On the occasion of the hundredth anniversary of the birth of one of the greatest Slovenian painters of the 20th century, Gabrijelo Stupica, a wonderful retrospective exhibition of his extensive oeuvre is on view in the Modern Gallery.
Stupica spent a large part of his life in Zagreb, where he studied fine arts at the academy there. Later, life took him back to his home soil, where he created until his death. Under the direction of curator Martina Vovk, the first large-scale study exhibition after the last review of his artistic career in 1968 was thus set up.
A diverse selection of as many as 300 works, thoughtfully placed in the eastern part of Ljubljana's Modern Gallery, systematically and transparently reveals Stupič's creation of initial portraits and still lifes in classical painting technique (in Zagreb in the period 1931 - 1937), dark iconographies of earthy colors (after moving to Ljubljana in 1946 ), among which the motif of the girl Lucia (his daughter and lifelong muse) appears for the first time, moving into the modernist blue of the 1960s and 1970s with the iconic image of Flora, the later experimental treatment of the painting surface with tempera, and material and simulated collages such as the series pictures of the Bride and the Farmer, to the final part of countless self-portraits from the sketchbook, right up to the last one, imbued with the bitterness of a dying life.
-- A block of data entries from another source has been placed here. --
//! # Canonical Payload Digest
//!
//! Deterministic encoding and hashing of `SubmissionPayload`. The issuer
//! signs the *signing digest*; the registry recomputes it from the submitted
//! payload and recovers the signer from the attached signature.
//!
//! ## Encoding
//!
//! Fixed-width 32-byte big-endian words, in this order:
//! `account` (left-padded), `created_at`, `price`, `beacon_id`,
//! `traits.len()`, then one `(id, value)` word pair per trait in submitted
//! order. Every field is fixed width, so two payloads differing in any
//! field produce different encodings.
//!
//! ## Signing digest
//!
//! `keccak256("\x19Ethereum Signed Message:\n32" || keccak256(encoding))`,
//! matching the issuer-side signer's signed-message convention.

use super::entities::SubmissionPayload;
use registry_types::{Hash, U256};
use sha3::{Digest, Keccak256};

/// Prefix applied to the payload digest before signing.
const SIGNED_MESSAGE_PREFIX: &[u8] = b"\x19Ethereum Signed Message:\n32";

/// Keccak-256 hash function.
#[must_use]
pub fn keccak256(data: &[u8]) -> Hash {
    let mut hasher = Keccak256::new();
    hasher.update(data);
    let result = hasher.finalize();
    let mut hash = [0u8; 32];
    hash.copy_from_slice(&result);
    Hash::new(hash)
}

/// Canonical fixed-width encoding of a submission payload.
#[must_use]
pub fn encode_payload(payload: &SubmissionPayload) -> Vec<u8> {
    let mut out = Vec::with_capacity(32 * (5 + payload.traits.len() * 2));

    // account, left-padded to 32 bytes
    let mut word = [0u8; 32];
    word[12..].copy_from_slice(payload.account.as_bytes());
    out.extend_from_slice(&word);

    push_u256(&mut out, U256::from(payload.created_at));
    push_u256(&mut out, payload.price);
    push_u256(&mut out, payload.beacon_id);
    push_u256(&mut out, U256::from(payload.traits.len()));

    for entry in &payload.traits {
        push_u256(&mut out, entry.id);
        push_u256(&mut out, entry.value);
    }

    out
}

/// Keccak-256 digest of the canonical payload encoding.
#[must_use]
pub fn payload_digest(payload: &SubmissionPayload) -> Hash {
    keccak256(&encode_payload(payload))
}

/// The digest the issuer actually signs: the payload digest wrapped in the
/// signed-message prefix and hashed again.
#[must_use]
pub fn signing_digest(payload: &SubmissionPayload) -> Hash {
    let inner = payload_digest(payload);
    let mut message = Vec::with_capacity(SIGNED_MESSAGE_PREFIX.len() + 32);
    message.extend_from_slice(SIGNED_MESSAGE_PREFIX);
    message.extend_from_slice(inner.as_bytes());
    keccak256(&message)
}

fn push_u256(out: &mut Vec<u8>, value: U256) {
    let mut word = [0u8; 32];
    value.to_big_endian(&mut word);
    out.extend_from_slice(&word);
}

// =============================================================================
// TESTS
// =============================================================================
And it is precisely the self-portraits that are the lone constant, the otherwise incredibly varied fluctuations between completely different techniques, which Stupica tackled again and again.
A rich exhibition of works of art that have never been in step with the times, but rather one step back and two steps forward, thus offers a truly extraordinary walk through the fruits of unstoppable diligence and passion that inspires and permeates with pride.